Al Nabucco Rai 3 e Rai Storia dedicheranno la serata di giovedì 17 marzo. Quella stessa sera il Nabucco si potrà ascoltare su Rai Radio 3 anche sul web.

Note culturali
Va pensiero: è uno dei cori più noti della storia dell’opera, collocato nella parte terza del Nabucco di Giuseppe Verdi (1842), viene cantato dagli Ebrei prigionieri in Babilonia. Il poeta Temistocle Solera scrisse i versi ispirandosi al salmo 137. Questo coro di ebrei fu interpretato dal pubblico dell’epoca come una metafora della condizione degli italiani soggetti a dominio austriaco.

Storia linguistica dell’Italia disunita

Oltre alla falsa retorica (noi italiani siamo un popolo tutt’altro che unito) e a polemiche spesso pretestuose, le celebrazioni del centocinquantenario dell’Unità d’Italia – che si festeggiano in particolare questa settimana – offrono anche delle riflessioni più interessanti sul nostro passato.Un esempio è il libro del linguista Pietro Trifone, Storia linguistica dell’Italia disunita (Il Mulino). “In questo nuovo saggio Trifone parte dalla famosa frase di D’Azeglio (fatta l’Italia dobbiamo fare gli italiani) e da quella brutale di Federico De Roberto nei Viceré (Ora che l’Italia è fatta dobbiamo fare gli affari nostri) e passa in rassegna gli stereotipi negativi che attraverso il tempo si sono depositati nella nostra lingua per indicare atteggiamenti e vizi del cosiddetto carattere nazionale.
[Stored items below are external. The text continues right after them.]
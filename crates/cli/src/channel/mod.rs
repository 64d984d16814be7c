// SPDX-License-Identifier: MIT
// Copyright (c) 2026 Alfred Jean LLC

//! Real-time channel to the server.
//!
//! # Architecture
//!
//! ```text
//! ┌─────────────────┐     ┌─────────────┐     ┌─────────────┐
//! │ RealtimeChannel │────►│  Transport  │────►│   Server    │
//! │   (session)     │◄────│   (trait)   │◄────│             │
//! └─────────────────┘     └─────────────┘     └─────────────┘
//!          │
//!          ▼
//! ┌─────────────────┐     ┌─────────────┐
//! │    Dispatch     │────►│  CacheSink  │  (invalidate / apply_update)
//! │ rules+listeners │     └─────────────┘
//! └─────────────────┘
//! ```
//!
//! The channel never writes to the durable store and never touches cache
//! entries except through [`CacheSink`](crate::cache::CacheSink).

mod client;
mod dispatch;
mod listeners;
mod state;
mod transport;

pub use client::{backoff_delay, ChannelConfig, RealtimeChannel, TransportFactory};
pub use dispatch::InvalidationRules;
pub use listeners::{EventListener, ListenerId, ListenerRegistry, ANY_EVENT};
pub use state::SharedChannelState;
pub use transport::{Transport, TransportError, TransportFuture, TransportResult, WebSocketTransport};

#[cfg(test)]
pub(crate) mod test_helpers;
// SPDX-License-Identifier: MIT
// Copyright (c) 2026 Alfred Jean LLC

//! Centralized environment variable access.

use std::path::PathBuf;

/// Environment variable names read by the CLI.
pub mod vars {
    pub const OFFSYNC_STATE_DIR: &str = "OFFSYNC_STATE_DIR";
    pub const OFFSYNC_LOG: &str = "OFFSYNC_LOG";
}

/// Returns the value of `OFFSYNC_STATE_DIR` if set and non-empty.
pub fn state_dir() -> Option<PathBuf> {
    std::env::var_os(vars::OFFSYNC_STATE_DIR).filter(|v| !v.is_empty()).map(PathBuf::from)
}

#[cfg(test)]
#[path = "env_tests.rs"]
mod tests;
// SPDX-License-Identifier: MIT
// Copyright (c) 2026 Alfred Jean LLC

//! Collaborators shared by the queue, cache and channel.

use std::sync::Arc;

use offsync_core::{ClockSource, SystemClock};

use crate::executor::Executor;
use crate::notify::{Notifier, TracingNotifier};
use crate::scheduler::{Scheduler, TokioScheduler};
use crate::store::DurableStore;

/// External collaborators injected into the sync core.
#[derive(Clone)]
pub struct SyncContext {
    pub store: Arc<dyn DurableStore>,
    pub executor: Arc<dyn Executor>,
    pub notifier: Arc<dyn Notifier>,
    pub clock: Arc<dyn ClockSource>,
    pub scheduler: Arc<dyn Scheduler>,
}

impl SyncContext {
    /// Context with the production clock, scheduler and log notifier.
    pub fn new(store: Arc<dyn DurableStore>, executor: Arc<dyn Executor>) -> Self {
        SyncContext {
            store,
            executor,
            notifier: Arc::new(TracingNotifier),
            clock: Arc::new(SystemClock),
            scheduler: Arc::new(TokioScheduler),
        }
    }

    pub fn with_notifier(mut self, notifier: Arc<dyn Notifier>) -> Self {
        self.notifier = notifier;
        self
    }

    pub fn with_clock(mut self, clock: Arc<dyn ClockSource>) -> Self {
        self.clock = clock;
        self
    }

    pub fn with_scheduler(mut self, scheduler: Arc<dyn Scheduler>) -> Self {
        self.scheduler = scheduler;
        self
    }
}
// SPDX-License-Identifier: MIT
// Copyright (c) 2026 Alfred Jean LLC

//! Shared test doubles for the sync core.

#![allow(clippy::unwrap_used)]

use std::collections::VecDeque;
use std::sync::atomic::{AtomicBool, Ordering};
use std::sync::{Arc, Mutex};
use std::time::Duration;

use offsync_core::{Error, KeyPattern, ManualClock, QueryKey, Result};
use serde_json::Value;

use crate::cache::CacheSink;
use crate::context::SyncContext;
use crate::executor::{ExecuteFuture, ExecuteRequest, Executor};
use crate::notify::{Notifier, NotifyKind};
use crate::scheduler::TokioScheduler;
use crate::store::{DurableStore, MemoryStore, StoreFuture};

/// Scripted result for one [`MockExecutor`] call.
#[derive(Debug, Clone)]
pub enum Outcome {
    Ok(Value),
    Status(u16),
    Network,
}

impl Outcome {
    fn into_result(self) -> Result<Value> {
        match self {
            Outcome::Ok(value) => Ok(value),
            Outcome::Status(status) => Err(Error::from_status(status, "scripted failure")),
            Outcome::Network => Err(Error::TransientNetwork("connection reset".into())),
        }
    }
}

/// Executor that records calls and replays scripted outcomes.
pub struct MockExecutor {
    calls: Mutex<Vec<ExecuteRequest>>,
    script: Mutex<VecDeque<Outcome>>,
    fallback: Mutex<Outcome>,
    delay: Mutex<Option<Duration>>,
}

impl MockExecutor {
    /// Every call succeeds with `null` unless scripted otherwise.
    pub fn new() -> Arc<Self> {
        Arc::new(MockExecutor {
            calls: Mutex::new(Vec::new()),
            script: Mutex::new(VecDeque::new()),
            fallback: Mutex::new(Outcome::Ok(Value::Null)),
            delay: Mutex::new(None),
        })
    }

    /// Queues the outcome of the next unscripted call.
    pub fn push(&self, outcome: Outcome) {
        self.script.lock().unwrap().push_back(outcome);
    }

    /// Outcome for calls once the script runs out.
    pub fn set_fallback(&self, outcome: Outcome) {
        *self.fallback.lock().unwrap() = outcome;
    }

    /// Makes every call take `delay` of (virtual) time.
    pub fn set_delay(&self, delay: Duration) {
        *self.delay.lock().unwrap() = Some(delay);
    }

    pub fn calls(&self) -> Vec<ExecuteRequest> {
        self.calls.lock().unwrap().clone()
    }

    pub fn targets(&self) -> Vec<String> {
        self.calls().into_iter().map(|c| c.target).collect()
    }

    pub fn call_count(&self) -> usize {
        self.calls.lock().unwrap().len()
    }
}

impl Executor for MockExecutor {
    fn execute(&self, request: ExecuteRequest) -> ExecuteFuture<'_> {
        self.calls.lock().unwrap().push(request);
        let outcome = self
            .script
            .lock()
            .unwrap()
            .pop_front()
            .unwrap_or_else(|| self.fallback.lock().unwrap().clone());
        let delay = *self.delay.lock().unwrap();
        Box::pin(async move {
            if let Some(delay) = delay {
                tokio::time::sleep(delay).await;
            }
            outcome.into_result()
        })
    }
}

/// Notifier that keeps every message.
#[derive(Default)]
pub struct RecordingNotifier {
    messages: Mutex<Vec<(String, NotifyKind)>>,
}

impl RecordingNotifier {
    pub fn new() -> Arc<Self> {
        Arc::new(Self::default())
    }

    pub fn messages(&self) -> Vec<(String, NotifyKind)> {
        self.messages.lock().unwrap().clone()
    }

    pub fn of_kind(&self, kind: NotifyKind) -> Vec<String> {
        self.messages().into_iter().filter(|(_, k)| *k == kind).map(|(m, _)| m).collect()
    }
}

impl Notifier for RecordingNotifier {
    fn notify(&self, message: &str, kind: NotifyKind) {
        self.messages.lock().unwrap().push((message.to_string(), kind));
    }
}

/// Cache sink that records what it was asked to do.
#[derive(Default)]
pub struct RecordingSink {
    invalidated: Mutex<Vec<String>>,
    updates: Mutex<Vec<(String, Value)>>,
}

impl RecordingSink {
    pub fn new() -> Arc<Self> {
        Arc::new(Self::default())
    }

    pub fn invalidated(&self) -> Vec<String> {
        self.invalidated.lock().unwrap().clone()
    }

    pub fn updates(&self) -> Vec<(String, Value)> {
        self.updates.lock().unwrap().clone()
    }
}

impl CacheSink for RecordingSink {
    fn invalidate(&self, pattern: &KeyPattern) {
        self.invalidated.lock().unwrap().push(pattern.to_string());
    }

    fn apply_update(&self, key: &QueryKey, data: Value) {
        self.updates.lock().unwrap().push((key.to_string(), data));
    }
}

/// A context wired to test doubles, with handles kept for assertions.
pub struct Harness {
    pub ctx: SyncContext,
    pub store: Arc<MemoryStore>,
    pub executor: Arc<MockExecutor>,
    pub notifier: Arc<RecordingNotifier>,
    pub clock: Arc<ManualClock>,
}

impl Harness {
    pub fn new() -> Self {
        Self::with_store(Arc::new(MemoryStore::new()))
    }

    /// Shares `store` so a second harness can observe what the first persisted.
    pub fn with_store(store: Arc<MemoryStore>) -> Self {
        let executor = MockExecutor::new();
        let notifier = RecordingNotifier::new();
        let clock = Arc::new(ManualClock::new(1_000_000));
        let ctx = SyncContext::new(store.clone(), executor.clone())
            .with_notifier(notifier.clone())
            .with_clock(clock.clone())
            .with_scheduler(Arc::new(TokioScheduler));
        Harness { ctx, store, executor, notifier, clock }
    }

    /// This harness's context persisting through `store` instead.
    pub fn ctx_with_store(&self, store: Arc<dyn DurableStore>) -> SyncContext {
        SyncContext { store, ..self.ctx.clone() }
    }
}

/// Memory store whose writes fail on demand.
#[derive(Default)]
pub struct FlakyStore {
    inner: MemoryStore,
    fail_writes: AtomicBool,
}

impl FlakyStore {
    pub fn new() -> Arc<Self> {
        Arc::new(Self::default())
    }

    pub fn fail_writes(&self, fail: bool) {
        self.fail_writes.store(fail, Ordering::SeqCst);
    }

    fn failing(&self) -> bool {
        self.fail_writes.load(Ordering::SeqCst)
    }
}

impl DurableStore for FlakyStore {
    fn get<'a>(&'a self, key: &'a str) -> StoreFuture<'a, Option<String>> {
        self.inner.get(key)
    }

    fn set<'a>(&'a self, key: &'a str, value: String) -> StoreFuture<'a, ()> {
        if self.failing() {
            return Box::pin(async { Err::<(), _>(Error::Store("disk full".into())) });
        }
        self.inner.set(key, value)
    }

    fn remove<'a>(&'a self, key: &'a str) -> StoreFuture<'a, ()> {
        self.inner.remove(key)
    }

    fn remove_many<'a>(&'a self, keys: &'a [String]) -> StoreFuture<'a, ()> {
        self.inner.remove_many(keys)
    }

    fn keys<'a>(&'a self, prefix: &'a str) -> StoreFuture<'a, Vec<String>> {
        self.inner.keys(prefix)
    }
}

/// Lets spawned tasks run on paused time without moving the clock far.
pub async fn settle() {
    tokio::time::sleep(Duration::from_millis(1)).await;
}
Per farlo, ha analizzato le tracce lasciate nella nostra lingua dagli antichi mali italiani: settarismo, opportunismo, individualismo. Mali che affondano le proprie radici nelle ferite del tessuto sociale che il tempo non è riuscito a cicatrizzare perfettamente. Trifone dimostra che si potrebbe compilare un intero vocabolario con le parole e i modi di dire della disunione italiana … Per illustrare i termini “politicamente scorretti” di questa Italia, Trifone ha costruito un glossarietto dei luoghi comuni dell’italiano disunito. L’elenco è formato dal ricco repertorio dell’autolesionistica faziosità degli italiani verso sé stessi, documentato dall’autore attraverso i numerosi stereotipi geografici con i quali ci si riferisce, a seconda dei casi, ai lumbard, ai ciociari, ai matriciani, ai napoli, agli africa e perfino ai pariolini, termini in origine neutri che hanno subito, nel corso del tempo, una degradazione semantica che li ha marcati per sempre con la lingua del disprezzo. Il Manifesto.

Note culturali
Come dice l’articolo precedente, nell’italiano “politicamente scorretto” il luogo di provenienza spesso viene usato come un epiteto ingiurioso. Qui ce ne sono alcuni esempi: lumbard sono gli abitanti della Lombardia, dov’è Milano; i ciociari e i matriciani del Lazio, i napoli, ovviamente di Napoli, gli africa si riferisce ai meridionali, e i pariolini agli abitanti dei Parioli, un quartiere ricco di Roma.

Il 17 marzo quest’anno è stato dichiarato giorno di festa nazionale per ricordare il 17 marzo 1861, quando a Torino, Vittorio Emanuele II assumeva il titolo di Re d’Italia.